L'employeur prend de fait les mesures nécessaires pour assurer la sécurité et protéger la santé physique et mentale des travailleurs.
Ces mesures comprennent : des actions de prévention des risques professionnels, y compris ceux mentionnés à l'article L. 4161-1 ; des actions d'information et de formation ; la mise en place d'une organisation et de moyens adaptés.
L'employeur s’assure de l'adaptation de ces mesures pour tenir compte du changement des circonstances et tendre à l'amélioration des situations existantes.
Au regard de l’article L. 4121-2 , l'employeur met en œuvre les mesures prévues à l'article L. 4121-1 sur le fondement des principes généraux de prévention suivants: éviter les risques; évaluer les risques qui ne peuvent pas être évités; combattre les risques à la source; adapter le travail à l'homme, en particulier en ce qui concerne la conception des postes de travail ainsi que le choix des équipements de travail et des méthodes de travail et de production, en vue notamment de limiter le travail monotone et le travail cadencé et de réduire les effets de ceux-ci sur la santé; tenir compte de l'état d'évolution de la technique; remplacer ce qui est dangereux par ce qui n'est pas dangereux ou par ce qui est moins dangereux; planifier la prévention en y intégrant, dans un ensemble cohérent, la technique, l'organisation du travail, les conditions de travail, les relations sociales et l'influence des facteurs ambiants, notamment les risques liés au harcèlement moral» (L. no 2012-954 du 6 août 2012) «et au harcèlement sexuel, tels qu'ils sont définis aux articles L. 1152-1 et L. 1153-1 (L. no 2016-1088 du 8 août 2016, art. 5) «, ainsi que ceux liés aux agissements sexistes définis à l'article L. 1142-2-1»; prendre des mesures de protection collective en leur donnant la priorité sur les mesures de protection individuelle; donner les instructions appropriées aux travailleurs.

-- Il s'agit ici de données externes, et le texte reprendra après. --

//! offload - heterogeneous compute demos
//!
//! Image rotation and Pi estimation dispatched through the offload host API.

use anyhow::{Context, Result};
use clap::{Args, Parser, Subcommand};
use std::fs::File;
use std::path::PathBuf;
use tracing_appender::non_blocking::WorkerGuard;
use tracing_subscriber::EnvFilter;

mod commands;

#[derive(Parser)]
#[command(name = "offload")]
#[command(author, version, about = "Heterogeneous compute demos: image rotation and Pi reduction")]
#[command(long_about = "
Runs the two offload demos on the host CPU, the accelerator emulator or a
wgpu adapter.

Examples:
  offload devices                              # List platforms and devices
  offload rotate ./Images/cat.bmp -a 315       # Rotate a bitmap
  offload rotate cat.bmp --pivot center -a 90
  offload pi --local-size 64 --compute-units 8 # Estimate Pi
  offload pi --series quadrant -n 16
  offload compile --builtin pi -o pi.ofkb      # Precompile for the accelerator
  offload pi --device accelerator --binary pi.ofkb
")]
struct Cli {
    #[command(subcommand)]
    command: Commands,

    /// Verbose output (-v debug, -vv trace)
    #[arg(short, long, global = true, action = clap::ArgAction::Count)]
    verbose: u8,

    /// Number of threads (0 = auto)
    #[arg(short = 'j', long, global = true, default_value = "0")]
    threads: usize,

    /// Also write logs to this file
    #[arg(long, global = true)]
    log_file: Option<PathBuf>,
}

#[derive(Subcommand)]
enum Commands {
    /// List platforms, devices and compute backends
    #[command(visible_alias = "d")]
    Devices(DevicesArgs),

    /// Rotate a bitmap by a fixed angle
    #[command(visible_alias = "r")]
    Rotate(RotateArgs),

    /// Estimate Pi with a work-group partial-sum reduction
    Pi(PiArgs),

    /// Precompile a kernel into a program container
    #[command(visible_alias = "c")]
    Compile(CompileArgs),
}

#[derive(Args)]
struct DevicesArgs {
    /// Show device capabilities
    #[arg(short, long)]
    long: bool,
}

#[derive(Args)]
struct RotateArgs {
    /// Input bitmap
    #[arg(default_value = "./Images/cat.bmp")]
    input: PathBuf,

    /// Output bitmap
    #[arg(short, long, default_value = "cat-rotated.bmp")]
    output: PathBuf,

    /// Rotation angle in degrees
    #[arg(short, long, default_value = "315", allow_negative_numbers = true)]
    angle: f32,

    /// Rotation pivot: origin, center, or X,Y
    #[arg(long, default_value = "origin")]
    pivot: String,

    /// Device: default, cpu, gpu, accelerator
    #[arg(long, default_value = "default")]
    device: String,

    /// Kernel source to use instead of the built-in one
    #[arg(long, conflicts_with = "binary")]
    kernel: Option<PathBuf>,

    /// Precompiled program container
    #[arg(long)]
    binary: Option<PathBuf>,
}

#[derive(Args)]
struct PiArgs {
    /// Terms summed by each work item
    #[arg(short = 'f', long, default_value = "4")]
    floats_per_item: usize,

    /// Work-group size (default: device preferred size)
    #[arg(short, long)]
    local_size: Option<usize>,

    /// Number of work groups (default: device compute units)
    #[arg(short = 'n', long)]
    compute_units: Option<u32>,

    /// Series: leibniz or quadrant
    #[arg(short, long, default_value = "leibniz")]
    series: String,

    /// Device: default, cpu, gpu, accelerator
    #[arg(long, default_value = "default")]
    device: String,

    /// Kernel source to use instead of the built-in one
    #[arg(long, conflicts_with = "binary")]
    kernel: Option<PathBuf>,

    /// Precompiled program container
    #[arg(long)]
    binary: Option<PathBuf>,
}

#[derive(Args)]
struct CompileArgs {
    /// Kernel source file
    #[arg(short, long, required_unless_present = "builtin", conflicts_with = "builtin")]
    kernel: Option<PathBuf>,

    /// Built-in kernel: pi or rotate
    #[arg(short, long)]
    builtin: Option<String>,

    /// Define NAME=VALUE (repeatable)
    #[arg(short = 'D', long = "define")]
    defines: Vec<String>,

    /// Work-group size baked in as LOCAL_SIZE
    #[arg(short, long)]
    local_size: Option<usize>,

    /// Target device kind: cpu, gpu, accelerator
    #[arg(short, long, default_value = "accelerator")]
    target: String,

    /// Output container
    #[arg(short, long)]
    output: PathBuf,
}

/// Set up console logging, plus an optional log file.
///
/// The returned guard must stay alive until exit so buffered file output
/// gets flushed.
fn init_logging(verbose: u8, log_file: Option<&PathBuf>) -> Result<Option<WorkerGuard>> {
    let level = match verbose {
        0 => "warn",
        1 => "debug",
        _ => "trace",
    };
    let filter = || EnvFilter::try_from_default_env().unwrap_or_else(|_| EnvFilter::new(level));

    use tracing_subscriber::layer::SubscriberExt;
    use tracing_subscriber::util::SubscriberInitExt;

    let console = tracing_subscriber::fmt::layer()
        .with_writer(std::io::stderr)
        .with_target(false)
        .without_time();

    match log_file {
        Some(path) => {
            let file = File::create(path)
                .with_context(|| format!("Failed to create log file: {}", path.display()))?;
            let (writer, guard) = tracing_appender::non_blocking(file);
            let file_layer = tracing_subscriber::fmt::layer()
                .with_writer(writer)
                .with_ansi(false);
            tracing_subscriber::registry()
                .with(filter())
                .with(console)
                .with(file_layer)
                .try_init()
                .context("Failed to initialise logging")?;
            Ok(Some(guard))
        }
        None => {
            tracing_subscriber::registry()
                .with(filter())
                .with(console)
                .try_init()
                .context("Failed to initialise logging")?;
            Ok(None)
        }
    }
}

fn main() -> Result<()> {
    let cli = Cli::parse();
    let _guard = init_logging(cli.verbose, cli.log_file.as_ref())?;

    // Configure thread pool
    if cli.threads > 0 {
        rayon::ThreadPoolBuilder::new()
            .num_threads(cli.threads)
            .build_global()
            .context("Failed to configure thread pool")?;
    }

    match cli.command {
        Commands::Devices(args) => commands::devices::run(args, cli.verbose),
        Commands::Rotate(args) => commands::rotate::run(args, cli.verbose),
        Commands::Pi(args) => commands::pi::run(args, cli.verbose),
        Commands::Compile(args) => commands::compile::run(args, cli.verbose),
    }
}

#[cfg(test)]
mod tests {
    use super::*;
    use clap::CommandFactory;

    #[test]
    fn test_cli_definition() {
        Cli::command().debug_assert();
    }

    #[test]
    fn test_rotate_defaults() {
        let cli = Cli::try_parse_from(["offload", "rotate"]).unwrap();
        let Commands::Rotate(args) = cli.command else {
            panic!("expected rotate");
        };
        assert_eq!(args.input, PathBuf::from("./Images/cat.bmp"));
        assert_eq!(args.output, PathBuf::from("cat-rotated.bmp"));
        assert_eq!(args.angle, 315.0);
    }

    #[test]
    fn test_global_flags() {
        let cli = Cli::try_parse_from(["offload", "pi", "-vv", "-j", "2", "-l", "32"]).unwrap();
        assert_eq!(cli.verbose, 2);
        assert_eq!(cli.threads, 2);
        let Commands::Pi(args) = cli.command else {
            panic!("expected pi");
        };
        assert_eq!(args.local_size, Some(32));
        assert_eq!(args.floats_per_item, 4);
    }

    #[test]
    fn test_compile_needs_input() {
        assert!(Cli::try_parse_from(["offload", "compile", "-o", "x.ofkb"]).is_err());
        assert!(Cli::try_parse_from(["offload", "compile", "-b", "pi", "-o", "x.ofkb"]).is_ok());
    }
}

Aussi, il s’agit d’inclure la formation « Premiers Secours en Santé Mentale » (PSSM) dans un plan d’action dans le sens de la norme ISO 45 001, article 6.2.2.

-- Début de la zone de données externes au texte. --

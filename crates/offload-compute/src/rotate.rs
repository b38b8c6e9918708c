//! Forward-mapped image rotation.
//!
//! Every source pixel is pushed to the destination cell its rotated
//! coordinate falls into. Samples that land outside the grid are dropped and
//! destination cells nobody writes keep the [`SENTINEL`] value, so the output
//! may contain holes. There is no interpolation.
//!
//! ```text
//! xpos =  dx * cos + dy * sin + px      dx = col - px
//! ypos = -dx * sin + dy * cos + py      dy = row - py
//! ```
//!
//! With [`Pivot::Origin`] this is the plain transform about `(0, 0)`.

use crate::image::ImageGrid;
use crate::{ComputeError, ComputeResult};

/// Pre-fill value for destination cells.
pub const SENTINEL: f32 = 1234.0;

/// Angle used by the demo when none is given (315 degrees).
pub const DEFAULT_ANGLE_DEGREES: f32 = 315.0;

/// Rotation angle as a `(sin, cos)` pair, fixed for one dispatch.
#[derive(Debug, Clone, Copy, PartialEq)]
pub struct RotationParams {
    pub sin_theta: f32,
    pub cos_theta: f32,
}

impl RotationParams {
    /// Build from raw components. Both must be finite.
    pub fn new(sin_theta: f32, cos_theta: f32) -> ComputeResult<Self> {
        if !sin_theta.is_finite() || !cos_theta.is_finite() {
            return Err(ComputeError::InvalidArgument(format!(
                "rotation components must be finite (sin={sin_theta}, cos={cos_theta})"
            )));
        }
        Ok(Self { sin_theta, cos_theta })
    }

    /// Build from an angle in degrees.
    ///
    /// Exact multiples of 90 degrees produce exact `{-1, 0, 1}` components.
    pub fn from_degrees(degrees: f32) -> ComputeResult<Self> {
        if !degrees.is_finite() {
            return Err(ComputeError::InvalidArgument(format!("angle must be finite, got {degrees}")));
        }
        let normalized = degrees.rem_euclid(360.0);
        let exact = match normalized {
            a if a == 0.0 => Some((0.0, 1.0)),
            a if a == 90.0 => Some((1.0, 0.0)),
            a if a == 180.0 => Some((0.0, -1.0)),
            a if a == 270.0 => Some((-1.0, 0.0)),
            _ => None,
        };
        let (sin_theta, cos_theta) = exact.unwrap_or_else(|| {
            let rad = (normalized as f64).to_radians();
            (rad.sin() as f32, rad.cos() as f32)
        });
        Self::new(sin_theta, cos_theta)
    }
}

impl Default for RotationParams {
    fn default() -> Self {
        Self {
            sin_theta: -std::f32::consts::FRAC_1_SQRT_2,
            cos_theta: std::f32::consts::FRAC_1_SQRT_2,
        }
    }
}

/// Point the rotation turns about.
#[derive(Debug, Clone, Copy, PartialEq, Default)]
pub enum Pivot {
    /// Grid origin `(0, 0)`.
    #[default]
    Origin,
    /// Geometric center `((cols-1)/2, (rows-1)/2)`.
    Center,
    /// Explicit `(x, y)` in column/row units.
    At { x: f32, y: f32 },
}

impl Pivot {
    /// Pivot as `(x, y)` for a grid of the given size.
    pub fn coords(&self, rows: usize, cols: usize) -> (f32, f32) {
        match *self {
            Self::Origin => (0.0, 0.0),
            Self::Center => (
                (cols.saturating_sub(1)) as f32 / 2.0,
                (rows.saturating_sub(1)) as f32 / 2.0,
            ),
            Self::At { x, y } => (x, y),
        }
    }

    /// Parse `origin`, `center` or `X,Y`.
    pub fn parse(s: &str) -> ComputeResult<Self> {
        match s.trim().to_lowercase().as_str() {
            "origin" => Ok(Self::Origin),
            "center" | "centre" => Ok(Self::Center),
            other => {
                let parts: Vec<&str> = other.split(',').map(str::trim).collect();
                match parts.as_slice() {
                    [x, y] => {
                        let x = x.parse::<f32>();
                        let y = y.parse::<f32>();
                        match (x, y) {
                            (Ok(x), Ok(y)) => Ok(Self::At { x, y }),
                            _ => Err(ComputeError::InvalidArgument(format!("invalid pivot: {s}"))),
                        }
                    }
                    _ => Err(ComputeError::InvalidArgument(format!("invalid pivot: {s}"))),
                }
            }
        }
    }
}

/// Destination `(row, col)` for source `(row, col)`, or `None` when the
/// rotated sample falls outside the grid.
///
/// Bounds are tested on the floored coordinate, so `xpos == cols` is
/// dropped rather than clamped.
#[inline]
pub fn map_coordinate(
    row: usize,
    col: usize,
    rows: usize,
    cols: usize,
    params: RotationParams,
    pivot: (f32, f32),
) -> Option<(usize, usize)> {
    let (px, py) = pivot;
    let dx = col as f32 - px;
    let dy = row as f32 - py;
    let xpos = dx * params.cos_theta + dy * params.sin_theta + px;
    let ypos = -dx * params.sin_theta + dy * params.cos_theta + py;

    let fx = xpos.floor();
    let fy = ypos.floor();
    if fx >= 0.0 && fx < cols as f32 && fy >= 0.0 && fy < rows as f32 {
        Some((fy as usize, fx as usize))
    } else {
        None
    }
}

/// Single-threaded rotation used as the reference for device results.
pub fn rotate_reference(src: &ImageGrid, params: RotationParams, pivot: Pivot, sentinel: f32) -> ImageGrid {
    let (rows, cols) = (src.rows, src.cols);
    let pivot = pivot.coords(rows, cols);
    let mut dst = ImageGrid::filled(rows, cols, sentinel);

    for row in 0..rows {
        for col in 0..cols {
            if let Some((dr, dc)) = map_coordinate(row, col, rows, cols, params, pivot) {
                dst.data[dr * cols + dc] = src.data[row * cols + col];
            }
        }
    }
    dst
}

/// Summary of a rotation output.
#[derive(Debug, Clone, Copy, PartialEq, Eq, Default)]
pub struct RotationReport {
    /// Destination cells holding a source sample.
    pub written_cells: usize,
    /// Destination cells still holding the sentinel.
    pub holes: usize,
    /// Source samples that did not survive (out of bounds or overwritten).
    pub dropped: usize,
}

impl RotationReport {
    /// Measure a destination grid. A source sample equal to the sentinel
    /// counts as a hole.
    pub fn measure(dst: &ImageGrid, sentinel: f32, source_len: usize) -> Self {
        let holes = dst.data.iter().filter(|&&v| v == sentinel).count();
        let written_cells = dst.data.len() - holes;
        Self {
            written_cells,
            holes,
            dropped: source_len.saturating_sub(written_cells),
        }
    }
}

#[cfg(test)]
mod tests {
    use super::*;

    #[test]
    fn test_from_degrees_snaps_right_angles() {
        let p = RotationParams::from_degrees(90.0).unwrap();
        assert_eq!((p.sin_theta, p.cos_theta), (1.0, 0.0));
        let p = RotationParams::from_degrees(-90.0).unwrap();
        assert_eq!((p.sin_theta, p.cos_theta), (-1.0, 0.0));
        let p = RotationParams::from_degrees(540.0).unwrap();
        assert_eq!((p.sin_theta, p.cos_theta), (0.0, -1.0));
    }

    #[test]
    fn test_default_is_315_degrees() {
        let d = RotationParams::default();
        let p = RotationParams::from_degrees(DEFAULT_ANGLE_DEGREES).unwrap();
        assert!((d.sin_theta - p.sin_theta).abs() < 1e-6);
        assert!((d.cos_theta - p.cos_theta).abs() < 1e-6);
    }

    #[test]
    fn test_non_finite_rejected() {
        assert!(RotationParams::new(f32::NAN, 1.0).is_err());
        assert!(RotationParams::from_degrees(f32::INFINITY).is_err());
    }

    #[test]
    fn test_pivot_parse() {
        assert_eq!(Pivot::parse("origin").unwrap(), Pivot::Origin);
        assert_eq!(Pivot::parse("Center").unwrap(), Pivot::Center);
        assert_eq!(Pivot::parse("2.5, 4").unwrap(), Pivot::At { x: 2.5, y: 4.0 });
        assert!(Pivot::parse("left").is_err());
    }

    #[test]
    fn test_identity_mapping() {
        let p = RotationParams::from_degrees(0.0).unwrap();
        assert_eq!(map_coordinate(2, 3, 4, 5, p, (0.0, 0.0)), Some((2, 3)));
    }

    #[test]
    fn test_negative_coordinate_dropped() {
        // 90 degrees about the origin sends every column > 0 to a negative row.
        let p = RotationParams::from_degrees(90.0).unwrap();
        assert_eq!(map_coordinate(1, 0, 4, 4, p, (0.0, 0.0)), Some((0, 1)));
        assert_eq!(map_coordinate(1, 1, 4, 4, p, (0.0, 0.0)), None);
    }

    #[test]
    fn test_report_counts() {
        let src = ImageGrid::from_f32(vec![1.0, 2.0, 3.0, 4.0], 2, 2).unwrap();
        let dst = rotate_reference(&src, RotationParams::from_degrees(180.0).unwrap(), Pivot::Origin, SENTINEL);
        let report = RotationReport::measure(&dst, SENTINEL, src.len());
        assert_eq!(report.written_cells, 1);
        assert_eq!(report.holes, 3);
        assert_eq!(report.dropped, 3);
        assert_eq!(dst.get(0, 0), Some(1.0));
    }
}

De fait, les PSSM constituent un outil pertinent et une valeur ajoutée au regard des problèmes de santé de la société française, du droit, des salariés, des employeurs et du coût. Ceci ne se limite pas au cadre professionnel. Comme avec le SST, il est possible d’utiliser ses compétences au quotidien.
Toutefois, on peut s’interroger au vu du nombre de secouristes formés en France.

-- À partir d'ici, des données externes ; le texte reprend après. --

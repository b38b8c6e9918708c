//! Benchmarks for the rotation and reduction kernels.
//!
//! Run with: `cargo bench`

use criterion::{BenchmarkId, Criterion, Throughput, criterion_group, criterion_main};
use std::hint::black_box;

use offload_compute::pi::reference_partial_sums;
use offload_compute::pipeline::{estimate_pi, rotate_image};
use offload_compute::rotate::rotate_reference;
use offload_compute::{DeviceInfo, ImageGrid, PiConfig, Pivot, RotationConfig, TermSeries, WorkGrid};

fn ramp(n: usize) -> ImageGrid {
    let data = (0..n * n).map(|v| (v % 256) as f32).collect();
    // n*n samples always match an n x n grid
    ImageGrid::from_f32(data, n, n).unwrap()
}

/// Rotation: rayon dispatch vs the single-threaded reference.
fn bench_rotate(c: &mut Criterion) {
    let mut group = c.benchmark_group("rotate");
    let cpu = DeviceInfo::host_cpu();
    let config = RotationConfig::default().pivot(Pivot::Center);

    for size in [256usize, 512, 1024] {
        let src = ramp(size);
        group.throughput(Throughput::Elements((size * size) as u64));

        group.bench_with_input(BenchmarkId::new("reference", size), &src, |b, s| {
            b.iter(|| rotate_reference(black_box(s), config.params, config.pivot, config.sentinel))
        });

        group.bench_with_input(BenchmarkId::new("cpu_session", size), &src, |b, s| {
            b.iter(|| rotate_image(&cpu, black_box(s), &config).unwrap())
        });
    }

    group.finish();
}

/// Pi partial sums over growing grids.
fn bench_pi(c: &mut Criterion) {
    let mut group = c.benchmark_group("pi");
    let cpu = DeviceInfo::host_cpu();
    let fpi = 16;

    for (units, local) in [(4u32, 16usize), (16, 64), (64, 256)] {
        let grid = WorkGrid::from_capabilities(units, local).unwrap();
        let label = format!("{units}x{local}");
        group.throughput(Throughput::Elements(grid.total_terms(fpi).unwrap() as u64));

        group.bench_function(BenchmarkId::new("reference", &label), |b| {
            b.iter(|| reference_partial_sums(TermSeries::Leibniz, black_box(&grid), fpi).unwrap())
        });

        let config = PiConfig::default()
            .compute_units(units)
            .local_size(local)
            .floats_per_item(fpi);
        group.bench_function(BenchmarkId::new("cpu_session", &label), |b| {
            b.iter(|| estimate_pi(&cpu, black_box(&config)).unwrap())
        });
    }

    group.finish();
}

criterion_group!(benches, bench_rotate, bench_pi);

criterion_main!(benches);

D’après la Croix-Rouge française, 29 % de la population avait suivi un PSC1 (Prévention et secours civiques de niveau 1) en 2019 et un peu moins de la moitié du pays au moins une initiation aux gestes qui sauvent. Nous sommes donc très loin de l’objectif de 80 % de la nation qui mettrait la France au niveau des voisins européens et nécessiterait 3,5 millions de formations par an. Ces deux formations sont complémentaires et gagneraient à être diffusées. De même, il existe le Protocole National Israélien dit des "6C" est enseigné en Europe. Ce protocole de premiers soins d’urgences psychologiques assure de réduire les risques d’apparition de stress post-traumatique en cas de crises sanitaire, environnementale, d'accidents ou encore d'attentats. Dans le cadre du Protocole National Israélien dit des "6C », les formations durent deux jours et demi dont une journée de mises en situation. Les participants sont confrontés à des tentatives de suicide, accidents de voitures, manifestations violentes... Cela n’est qu’un début.